Copy out every line of the data exactly.

[Collection entries]
----
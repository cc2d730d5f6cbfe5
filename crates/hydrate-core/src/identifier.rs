//! Identifier values and entity keys.

use crate::value::Value;
use serde::{Deserialize, Serialize};
use std::fmt;
use std::hash::{Hash, Hasher};
use std::sync::Arc;

/// An entity identifier: one value per identifier column.
///
/// Equality and hashing follow [`Value::key_eq`], so integer widths do not
/// matter and composite identifiers compare component-wise.
#[derive(Debug, Clone, Serialize, Deserialize)]
pub struct Identifier(Vec<Value>);

impl Identifier {
    pub fn new(values: Vec<Value>) -> Self {
        Self(values)
    }

    /// Identifier for a single-column key.
    pub fn single(value: impl Into<Value>) -> Self {
        Self(vec![value.into()])
    }

    pub fn values(&self) -> &[Value] {
        &self.0
    }

    pub fn into_values(self) -> Vec<Value> {
        self.0
    }

    /// Number of columns spanned.
    pub fn span(&self) -> usize {
        self.0.len()
    }

    pub fn is_composite(&self) -> bool {
        self.0.len() > 1
    }

    /// True when every component is NULL, i.e. an outer join found nothing.
    pub fn is_null(&self) -> bool {
        self.0.iter().all(Value::is_null)
    }
}

impl PartialEq for Identifier {
    fn eq(&self, other: &Self) -> bool {
        self.0.len() == other.0.len() && self.0.iter().zip(&other.0).all(|(a, b)| a.key_eq(b))
    }
}

impl Eq for Identifier {}

impl Hash for Identifier {
    fn hash<H: Hasher>(&self, state: &mut H) {
        self.0.len().hash(state);
        for value in &self.0 {
            value.key_hash(state);
        }
    }
}

impl fmt::Display for Identifier {
    fn fmt(&self, f: &mut fmt::Formatter<'_>) -> fmt::Result {
        match self.0.as_slice() {
            [single] => write!(f, "{single}"),
            values => {
                write!(f, "(")?;
                for (i, v) in values.iter().enumerate() {
                    if i > 0 {
                        write!(f, ", ")?;
                    }
                    write!(f, "{v}")?;
                }
                write!(f, ")")
            }
        }
    }
}

impl From<Value> for Identifier {
    fn from(value: Value) -> Self {
        Self::single(value)
    }
}

impl From<i64> for Identifier {
    fn from(value: i64) -> Self {
        Self::single(value)
    }
}

impl From<i32> for Identifier {
    fn from(value: i32) -> Self {
        Self::single(value)
    }
}

impl From<&str> for Identifier {
    fn from(value: &str) -> Self {
        Self::single(value)
    }
}

impl From<Vec<Value>> for Identifier {
    fn from(values: Vec<Value>) -> Self {
        Self::new(values)
    }
}

/// Identity-map key: identifier plus the root of the entity hierarchy.
///
/// Subclasses share their root's key space, so `Dog#1` and `Animal#1` are
/// the same key. The concrete entity name is kept only for diagnostics.
#[derive(Debug, Clone)]
pub struct EntityKey {
    identifier: Identifier,
    root_entity_name: Arc<str>,
    entity_name: Arc<str>,
}

impl EntityKey {
    pub fn new(
        identifier: Identifier,
        root_entity_name: impl Into<Arc<str>>,
        entity_name: impl Into<Arc<str>>,
    ) -> Self {
        Self {
            identifier,
            root_entity_name: root_entity_name.into(),
            entity_name: entity_name.into(),
        }
    }

    pub fn identifier(&self) -> &Identifier {
        &self.identifier
    }

    pub fn root_entity_name(&self) -> &str {
        &self.root_entity_name
    }

    pub fn entity_name(&self) -> &str {
        &self.entity_name
    }
}

impl PartialEq for EntityKey {
    fn eq(&self, other: &Self) -> bool {
        self.root_entity_name == other.root_entity_name && self.identifier == other.identifier
    }
}

impl Eq for EntityKey {}

impl Hash for EntityKey {
    fn hash<H: Hasher>(&self, state: &mut H) {
        self.root_entity_name.hash(state);
        self.identifier.hash(state);
    }
}

impl fmt::Display for EntityKey {
    fn fmt(&self, f: &mut fmt::Formatter<'_>) -> fmt::Result {
        write!(f, "[{}#{}]", self.entity_name, self.identifier)
    }
}

/// Describe a batch of identifiers the way load errors report them,
/// e.g. `[Person#<1, 2, 3>]`.
pub fn batch_info_string(entity_name: &str, ids: &[Identifier]) -> String {
    let mut out = format!("[{entity_name}#<");
    for (i, id) in ids.iter().enumerate() {
        if i > 0 {
            out.push_str(", ");
        }
        out.push_str(&id.to_string());
    }
    out.push_str(">]");
    out
}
----
Your response ::
repository cc2d730d5f6cbfe5
filename crates/hydrate-core/src/identifier.rs
//! Identifier values and entity keys.

use crate::value::Value;
use serde::{Deserialize, Serialize};
use std::fmt;
use std::hash::{Hash, Hasher};
use std::sync::Arc;

/// An entity identifier: one value per identifier column.
///
/// Equality and hashing follow [`Value::key_eq`], so integer widths do not
/// matter and composite identifiers compare component-wise.
#[derive(Debug, Clone, Serialize, Deserialize)]
pub struct Identifier(Vec<Value>);

impl Identifier {
    pub fn new(values: Vec<Value>) -> Self {
        Self(values)
    }

    /// Identifier for a single-column key.
    pub fn single(value: impl Into<Value>) -> Self {
        Self(vec![value.into()])
    }

    pub fn values(&self) -> &[Value] {
        &self.0
    }

    pub fn into_values(self) -> Vec<Value> {
        self.0
    }

    /// Number of columns spanned.
    pub fn span(&self) -> usize {
        self.0.len()
    }

    pub fn is_composite(&self) -> bool {
        self.0.len() > 1
    }

    /// True when every component is NULL, i.e. an outer join found nothing.
    pub fn is_null(&self) -> bool {
        self.0.iter().all(Value::is_null)
    }
}

impl PartialEq for Identifier {
    fn eq(&self, other: &Self) -> bool {
        self.0.len() == other.0.len() && self.0.iter().zip(&other.0).all(|(a, b)| a.key_eq(b))
    }
}

impl Eq for Identifier {}

impl Hash for Identifier {
    fn hash<H: Hasher>(&self, state: &mut H) {
        self.0.len().hash(state);
        for value in &self.0 {
            value.key_hash(state);
        }
    }
}

impl fmt::Display for Identifier {
    fn fmt(&self, f: &mut fmt::Formatter<'_>) -> fmt::Result {
        match self.0.as_slice() {
            [single] => write!(f, "{single}"),
            values => {
                write!(f, "(")?;
                for (i, v) in values.iter().enumerate() {
                    if i > 0 {
                        write!(f, ", ")?;
                    }
                    write!(f, "{v}")?;
                }
                write!(f, ")")
            }
        }
    }
}

impl From<Value> for Identifier {
    fn from(value: Value) -> Self {
        Self::single(value)
    }
}

impl From<i64> for Identifier {
    fn from(value: i64) -> Self {
        Self::single(value)
    }
}

impl From<i32> for Identifier {
    fn from(value: i32) -> Self {
        Self::single(value)
    }
}

impl From<&str> for Identifier {
    fn from(value: &str) -> Self {
        Self::single(value)
    }
}

impl From<Vec<Value>> for Identifier {
    fn from(values: Vec<Value>) -> Self {
        Self::new(values)
    }
}

/// Identity-map key: identifier plus the root of the entity hierarchy.
///
/// Subclasses share their root's key space, so `Dog#1` and `Animal#1` are
/// the same key. The concrete entity name is kept only for diagnostics.
#[derive(Debug, Clone)]
pub struct EntityKey {
    identifier: Identifier,
    root_entity_name: Arc<str>,
    entity_name: Arc<str>,
}

impl EntityKey {
    pub fn new(
        identifier: Identifier,
        root_entity_name: impl Into<Arc<str>>,
        entity_name: impl Into<Arc<str>>,
    ) -> Self {
        Self {
            identifier,
            root_entity_name: root_entity_name.into(),
            entity_name: entity_name.into(),
        }
    }

    pub fn identifier(&self) -> &Identifier {
        &self.identifier
    }

    pub fn root_entity_name(&self) -> &str {
        &self.root_entity_name
    }

    pub fn entity_name(&self) -> &str {
        &self.entity_name
    }
}

impl PartialEq for EntityKey {
    fn eq(&self, other: &Self) -> bool {
        self.root_entity_name == other.root_entity_name && self.identifier == other.identifier
    }
}

impl Eq for EntityKey {}

impl Hash for EntityKey {
    fn hash<H: Hasher>(&self, state: &mut H) {
        self.root_entity_name.hash(state);
        self.identifier.hash(state);
    }
}

impl fmt::Display for EntityKey {
    fn fmt(&self, f: &mut fmt::Formatter<'_>) -> fmt::Result {
        write!(f, "[{}#{}]", self.entity_name, self.identifier)
    }
}

/// Describe a batch of identifiers the way load errors report them,
/// e.g. `[Person#<1, 2, 3>]`.
pub fn batch_info_string(entity_name: &str, ids: &[Identifier]) -> String {
    let mut out = format!("[{entity_name}#<");
    for (i, id) in ids.iter().enumerate() {
        if i > 0 {
            out.push_str(", ");
        }
        out.push_str(&id.to_string());
    }
    out.push_str(">]");
    out
}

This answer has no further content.